The US is deeply divided. Americans seem to be more distrustful of their democratic institutions and elected leaders, while also becoming more condoning of violence. A survey by The Guardian and the University of Chicago found that “5.5% of Americans, or 14 million people, believe that the use of force is justified to restore Trump to the presidency, while 8.9% of Americans, or 23 million people, believe that force is justified to prevent him from being president”.
Acrimonious US politics, united only in being against China, may destabilise both domestic and global financial markets, which had an excellent 2023, with US equities returning nearly 26%. The US is the only stock market (other than Japan) that is doing well in a world heading for slowdown, if not outright recession. China’s domestic economic woes have left investors questioning the prospects of the world’s second largest economy, which resulted in a decline of 11% to 14% in its major bourses last year (CSI 300, Hang Seng Index). The outlook for China remains rather gloomy under the burden of a depressed property sector and debt overhang.
Even China’s technology sector has faltered with the MSCI China Tech 100 Index recording a price contraction of 14% in 2023. Comparatively, the Nasdaq 100 Technology Sector gained 67% last year, led by a rally in the Magnificent Seven stocks. By comparison, Chinese search giant Baidu’s share prices drifted nowhere last year. Baidu was an early pioneer in the language model technology that was also used by OpenAI in creating ChatGPT.
On the other hand, US artificial intelligence start-ups have continued to raise substantial private capital. For example, OpenAI completed a financing round last March, valuing the company around US$28 billion, months after releasing the seminal chatbot. The company is now in discussions to raise more money that will see its private valuation soar to US$100 billion (RM464 billion), despite the brief but violent corporate leadership turmoil that spilt into the open last November. Sentiment matters and US companies are enjoying a “do no wrong” moment, whereas the opposite is true for Chinese ones.
This dour atmosphere constricts the ability of Chinese companies to seek diversified funding for their long-term investment plans. In 2023, capital raised via initial public offerings in Hong Kong declined 54% year on year to HK$45.8 billion (RM27.2 billion), according to research by Deloitte. China onshore IPOs saw capital raised fall 40% to RMB355.1 billion (RM230 billion). Conversely, in the same period, US IPO proceeds surged 150% to US$19.4 billion, after a historical low in 2022, to say nothing of the billions of dollars investors pledged to unlisted generative AI start-ups in 2023.

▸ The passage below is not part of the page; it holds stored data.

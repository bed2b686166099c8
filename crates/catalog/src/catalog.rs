//! The catalog query layer.

use goldstart_core::{
    Category, CategoryId, CategoryInput, FileUrl, Item, ItemFilter, ItemId, ItemInput, Mark,
    MarkId, MarkInput, StorageId,
};

use crate::error::StoreError;
use crate::filter;
use crate::store::DocumentStore;

/// Deterministic catalog queries and mutations over a document store.
///
/// Listing is total: any combination of filters is valid, an id with no
/// matching documents yields an empty result, and repeated calls with no
/// intervening writes return the same sequence. Mutations are single-
/// document and all-or-nothing; store failures propagate unmodified.
#[derive(Debug, Clone)]
pub struct Catalog<S> {
    store: S,
}

impl<S: DocumentStore> Catalog<S> {
    /// Create a catalog over the given store.
    pub const fn new(store: S) -> Self {
        Self { store }
    }

    /// Access the underlying store.
    pub const fn store(&self) -> &S {
        &self.store
    }

    /// Reachability probe for readiness checks.
    ///
    /// # Errors
    ///
    /// Returns an error if the store cannot be reached.
    pub async fn ping(&self) -> Result<(), StoreError> {
        self.store.ping().await
    }

    // =========================================================================
    // Categories
    // =========================================================================

    /// List categories ordered by name ascending, optionally narrowed by
    /// a case-insensitive name substring.
    ///
    /// # Errors
    ///
    /// Returns an error if the store request fails.
    pub async fn list_categories(
        &self,
        search: Option<&str>,
    ) -> Result<Vec<Category>, StoreError> {
        let categories = self.store.categories_by_name().await?;
        Ok(match filter::term(search) {
            Some(term) => categories
                .into_iter()
                .filter(|c| filter::name_matches(&c.name, &term))
                .collect(),
            None => categories,
        })
    }

    /// Get a category by id, `None` when absent.
    ///
    /// # Errors
    ///
    /// Returns an error if the store request fails.
    pub async fn get_category(&self, id: &CategoryId) -> Result<Option<Category>, StoreError> {
        self.store.category(id).await
    }

    /// Create a category, returning the stored entity with its assigned
    /// id.
    ///
    /// # Errors
    ///
    /// Returns an error if the store rejects the fields or the request
    /// fails.
    pub async fn create_category(&self, input: &CategoryInput) -> Result<Category, StoreError> {
        self.store.insert_category(input).await
    }

    /// Replace a category's fields.
    ///
    /// # Errors
    ///
    /// Fails with [`StoreError::NotFound`] when the id does not exist.
    pub async fn update_category(
        &self,
        id: &CategoryId,
        input: &CategoryInput,
    ) -> Result<Category, StoreError> {
        self.store.patch_category(id, input).await
    }

    /// Remove a category by id. Not idempotent: removing an id that does
    /// not exist fails with [`StoreError::NotFound`]. Items referencing
    /// the category are left untouched.
    ///
    /// # Errors
    ///
    /// Fails with [`StoreError::NotFound`] when the id does not exist.
    pub async fn remove_category(&self, id: &CategoryId) -> Result<(), StoreError> {
        self.store.delete_category(id).await
    }

    // =========================================================================
    // Marks
    // =========================================================================

    /// List marks ordered by name ascending, optionally narrowed by a
    /// case-insensitive name substring.
    ///
    /// # Errors
    ///
    /// Returns an error if the store request fails.
    pub async fn list_marks(&self, search: Option<&str>) -> Result<Vec<Mark>, StoreError> {
        let marks = self.store.marks_by_name().await?;
        Ok(match filter::term(search) {
            Some(term) => marks
                .into_iter()
                .filter(|m| filter::name_matches(&m.name, &term))
                .collect(),
            None => marks,
        })
    }

    /// Get a mark by id, `None` when absent.
    ///
    /// # Errors
    ///
    /// Returns an error if the store request fails.
    pub async fn get_mark(&self, id: &MarkId) -> Result<Option<Mark>, StoreError> {
        self.store.mark(id).await
    }

    /// Create a mark.
    ///
    /// # Errors
    ///
    /// Returns an error if the store rejects the fields or the request
    /// fails.
    pub async fn create_mark(&self, input: &MarkInput) -> Result<Mark, StoreError> {
        self.store.insert_mark(input).await
    }

    /// Replace a mark's fields.
    ///
    /// # Errors
    ///
    /// Fails with [`StoreError::NotFound`] when the id does not exist.
    pub async fn update_mark(&self, id: &MarkId, input: &MarkInput) -> Result<Mark, StoreError> {
        self.store.patch_mark(id, input).await
    }

    /// Remove a mark by id. Not idempotent; dangling item references are
    /// left in place.
    ///
    /// # Errors
    ///
    /// Fails with [`StoreError::NotFound`] when the id does not exist.
    pub async fn remove_mark(&self, id: &MarkId) -> Result<(), StoreError> {
        self.store.delete_mark(id).await
    }

    // =========================================================================
    // Items
    // =========================================================================

    /// List items matching the filter.
    ///
    /// Selection picks the narrowest index: both ids present means the
    /// composite (category, mark) lookup, one id means that id's index,
    /// neither means a full scan. The search term then narrows by
    /// trimmed, case-folded substring match on the item name; a
    /// whitespace-only term narrows nothing. Ordering is store order and
    /// stable between writes. No pagination - the full matching set is
    /// returned.
    ///
    /// # Errors
    ///
    /// Returns an error only if the store request fails; no filter
    /// combination is itself an error.
    pub async fn list_items(&self, item_filter: &ItemFilter) -> Result<Vec<Item>, StoreError> {
        let items = match (&item_filter.category_id, &item_filter.mark_id) {
            (Some(category), Some(mark)) => {
                self.store.items_by_category_and_mark(category, mark).await?
            }
            (Some(category), None) => self.store.items_by_category(category).await?,
            (None, Some(mark)) => self.store.items_by_mark(mark).await?,
            (None, None) => self.store.items().await?,
        };

        Ok(match filter::term(item_filter.search.as_deref()) {
            Some(term) => items
                .into_iter()
                .filter(|i| filter::name_matches(&i.name, &term))
                .collect(),
            None => items,
        })
    }

    /// Get an item by id, `None` when absent.
    ///
    /// # Errors
    ///
    /// Returns an error if the store request fails.
    pub async fn get_item(&self, id: &ItemId) -> Result<Option<Item>, StoreError> {
        self.store.item(id).await
    }

    /// Create an item, returning the stored entity with its assigned id.
    ///
    /// # Errors
    ///
    /// Returns an error if the store rejects the fields or the request
    /// fails.
    pub async fn create_item(&self, input: &ItemInput) -> Result<Item, StoreError> {
        self.store.insert_item(input).await
    }

    /// Replace an item's fields (full-field replace, no partial merge).
    ///
    /// # Errors
    ///
    /// Fails with [`StoreError::NotFound`] when the id does not exist.
    pub async fn update_item(&self, id: &ItemId, input: &ItemInput) -> Result<Item, StoreError> {
        self.store.patch_item(id, input).await
    }

    /// Remove an item by id. Not idempotent.
    ///
    /// # Errors
    ///
    /// Fails with [`StoreError::NotFound`] when the id does not exist.
    pub async fn remove_item(&self, id: &ItemId) -> Result<(), StoreError> {
        self.store.delete_item(id).await
    }

    // =========================================================================
    // Files
    // =========================================================================

    /// Resolve one storage id to a fetchable URL, `None` when the id
    /// does not resolve.
    ///
    /// # Errors
    ///
    /// Returns an error if the store request fails.
    pub async fn file_url(&self, id: &StorageId) -> Result<Option<String>, StoreError> {
        self.store.file_url(id).await
    }

    /// Batch-resolve storage ids. Output order matches input order;
    /// unresolvable ids carry a `None` URL rather than being dropped.
    ///
    /// # Errors
    ///
    /// Returns an error if the store request fails.
    pub async fn file_urls(&self, ids: &[StorageId]) -> Result<Vec<FileUrl>, StoreError> {
        self.store.file_urls(ids).await
    }

    /// Generate a one-time-use upload endpoint URL.
    ///
    /// # Errors
    ///
    /// Returns an error if the store request fails.
    pub async fn upload_url(&self) -> Result<String, StoreError> {
        self.store.upload_url().await
    }
}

Elsewhere, it is difficult to see how to invest in Europe, which is still deeply mired in the Ukraine war. The Middle East is now disrupted by the Gaza conflict that threatens to widen to involve Lebanon, Syria, Iran and Yemen. The Latin American and African markets depend on growth in the advanced markets to perform. Only Asean markets offer economic growth but this year, the Indonesian presidential election promises to be fascinating in terms of outcomes between two candidates who are related to big political families (Suharto and Sukarno) and a younger candidate who is currently the governor of Jakarta.
Technology seems to be the only sector that is delivering good returns, but valuations in the US are high, whereas Taiwanese and South Korean tech stocks will be affected by tensions with their neighbours. This is a year where the bandwidth of risk has continued to widen, whereas the average returns, especially the equity premium over prime bond risks, may not necessarily justify very large allocations to equity. Sticking with what you know may still be a useful asset allocation strategy.
Tan Sri Andrew Sheng writes on global issues that affect investors. Tan Yi Kai is a Malaysian multi-asset trader based in Hong Kong.